Instructions to follow:
What lines of the data below include the word "current"? Report them by copying each.

Data section:
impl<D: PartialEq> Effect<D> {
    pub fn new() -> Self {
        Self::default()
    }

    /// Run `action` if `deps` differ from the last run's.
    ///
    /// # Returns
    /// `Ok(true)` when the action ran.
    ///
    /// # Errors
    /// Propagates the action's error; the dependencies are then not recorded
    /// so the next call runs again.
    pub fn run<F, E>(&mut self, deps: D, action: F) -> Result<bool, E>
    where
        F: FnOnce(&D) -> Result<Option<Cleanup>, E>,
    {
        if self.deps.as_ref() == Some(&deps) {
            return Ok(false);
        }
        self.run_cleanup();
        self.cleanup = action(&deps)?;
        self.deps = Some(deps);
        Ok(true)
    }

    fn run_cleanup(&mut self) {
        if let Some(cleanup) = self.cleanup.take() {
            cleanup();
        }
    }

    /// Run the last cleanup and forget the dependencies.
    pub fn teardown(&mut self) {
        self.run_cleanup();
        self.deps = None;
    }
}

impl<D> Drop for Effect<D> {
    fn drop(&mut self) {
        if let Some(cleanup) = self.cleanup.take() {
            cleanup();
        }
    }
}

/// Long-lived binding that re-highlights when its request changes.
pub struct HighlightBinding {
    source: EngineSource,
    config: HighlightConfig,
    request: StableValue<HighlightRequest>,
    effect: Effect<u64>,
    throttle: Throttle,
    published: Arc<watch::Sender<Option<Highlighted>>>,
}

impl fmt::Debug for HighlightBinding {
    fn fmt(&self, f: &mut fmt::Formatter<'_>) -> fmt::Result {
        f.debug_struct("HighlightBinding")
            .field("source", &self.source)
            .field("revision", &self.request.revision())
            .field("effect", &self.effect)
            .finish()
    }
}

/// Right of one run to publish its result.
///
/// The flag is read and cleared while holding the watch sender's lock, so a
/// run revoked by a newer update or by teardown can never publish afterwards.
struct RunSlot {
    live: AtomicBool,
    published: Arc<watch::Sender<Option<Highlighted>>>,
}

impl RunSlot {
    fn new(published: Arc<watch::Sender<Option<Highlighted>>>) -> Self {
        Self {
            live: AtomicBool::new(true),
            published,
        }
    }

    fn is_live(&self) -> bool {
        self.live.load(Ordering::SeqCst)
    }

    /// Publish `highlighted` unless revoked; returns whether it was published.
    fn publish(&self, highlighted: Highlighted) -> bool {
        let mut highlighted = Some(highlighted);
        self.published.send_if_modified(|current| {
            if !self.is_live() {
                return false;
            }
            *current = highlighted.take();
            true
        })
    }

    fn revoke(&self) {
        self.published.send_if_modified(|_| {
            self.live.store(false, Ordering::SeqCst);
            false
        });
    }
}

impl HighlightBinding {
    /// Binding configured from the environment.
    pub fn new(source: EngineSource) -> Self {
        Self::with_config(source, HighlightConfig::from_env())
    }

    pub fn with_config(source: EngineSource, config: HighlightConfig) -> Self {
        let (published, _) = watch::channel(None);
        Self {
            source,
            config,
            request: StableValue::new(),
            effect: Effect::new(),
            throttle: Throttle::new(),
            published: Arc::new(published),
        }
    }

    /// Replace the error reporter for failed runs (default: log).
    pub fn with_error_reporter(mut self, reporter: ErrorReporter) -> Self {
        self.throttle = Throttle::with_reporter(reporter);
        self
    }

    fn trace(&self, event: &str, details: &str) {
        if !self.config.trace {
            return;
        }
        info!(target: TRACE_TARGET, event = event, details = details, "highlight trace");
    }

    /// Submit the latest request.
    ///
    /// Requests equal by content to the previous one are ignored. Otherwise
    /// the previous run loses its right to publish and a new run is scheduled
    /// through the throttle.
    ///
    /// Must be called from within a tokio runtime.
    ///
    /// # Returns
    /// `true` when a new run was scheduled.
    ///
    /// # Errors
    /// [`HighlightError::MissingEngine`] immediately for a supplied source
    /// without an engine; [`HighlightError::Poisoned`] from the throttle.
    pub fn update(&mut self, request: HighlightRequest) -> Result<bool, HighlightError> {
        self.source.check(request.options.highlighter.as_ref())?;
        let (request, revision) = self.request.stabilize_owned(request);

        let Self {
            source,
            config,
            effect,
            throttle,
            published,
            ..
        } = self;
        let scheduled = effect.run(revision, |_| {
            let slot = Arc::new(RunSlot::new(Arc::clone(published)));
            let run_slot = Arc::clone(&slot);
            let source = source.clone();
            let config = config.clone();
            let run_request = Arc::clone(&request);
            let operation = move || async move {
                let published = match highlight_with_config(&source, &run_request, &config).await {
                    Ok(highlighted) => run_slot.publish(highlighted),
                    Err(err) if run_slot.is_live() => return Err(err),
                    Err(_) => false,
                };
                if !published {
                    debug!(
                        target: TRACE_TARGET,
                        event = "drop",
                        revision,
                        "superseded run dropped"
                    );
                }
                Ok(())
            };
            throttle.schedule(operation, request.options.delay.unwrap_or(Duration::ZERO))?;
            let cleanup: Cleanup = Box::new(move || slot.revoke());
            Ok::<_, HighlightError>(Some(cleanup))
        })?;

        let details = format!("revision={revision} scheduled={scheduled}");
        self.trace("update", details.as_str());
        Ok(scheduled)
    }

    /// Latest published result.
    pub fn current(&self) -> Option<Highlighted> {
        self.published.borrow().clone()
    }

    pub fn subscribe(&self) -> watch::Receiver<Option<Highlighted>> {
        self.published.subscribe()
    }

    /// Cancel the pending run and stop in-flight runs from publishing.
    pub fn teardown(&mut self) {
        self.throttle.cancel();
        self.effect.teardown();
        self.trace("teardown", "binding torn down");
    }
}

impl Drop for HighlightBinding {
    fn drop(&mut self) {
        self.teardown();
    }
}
--
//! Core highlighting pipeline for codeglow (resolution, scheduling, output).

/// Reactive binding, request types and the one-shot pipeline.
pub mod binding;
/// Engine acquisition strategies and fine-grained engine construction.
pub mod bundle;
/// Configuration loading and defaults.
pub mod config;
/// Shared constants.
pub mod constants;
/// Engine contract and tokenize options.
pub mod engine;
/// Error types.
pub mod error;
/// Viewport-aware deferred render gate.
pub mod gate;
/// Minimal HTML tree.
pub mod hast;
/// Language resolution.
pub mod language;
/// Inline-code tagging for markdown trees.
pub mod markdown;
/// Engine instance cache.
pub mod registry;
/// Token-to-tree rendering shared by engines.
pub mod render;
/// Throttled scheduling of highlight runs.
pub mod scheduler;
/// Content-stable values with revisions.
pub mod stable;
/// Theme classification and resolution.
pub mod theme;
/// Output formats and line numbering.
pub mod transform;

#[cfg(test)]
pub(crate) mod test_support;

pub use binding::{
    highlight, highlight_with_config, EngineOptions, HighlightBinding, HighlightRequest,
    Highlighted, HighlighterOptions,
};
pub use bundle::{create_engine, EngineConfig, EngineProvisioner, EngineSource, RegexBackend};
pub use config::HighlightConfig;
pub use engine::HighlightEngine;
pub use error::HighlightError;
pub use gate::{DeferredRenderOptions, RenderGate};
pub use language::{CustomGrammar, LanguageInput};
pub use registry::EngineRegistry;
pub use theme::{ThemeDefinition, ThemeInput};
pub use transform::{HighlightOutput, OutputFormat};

Answer area:
        self.published.send_if_modified(|current| {
            *current = highlighted.take();
    pub fn current(&self) -> Option<Highlighted> {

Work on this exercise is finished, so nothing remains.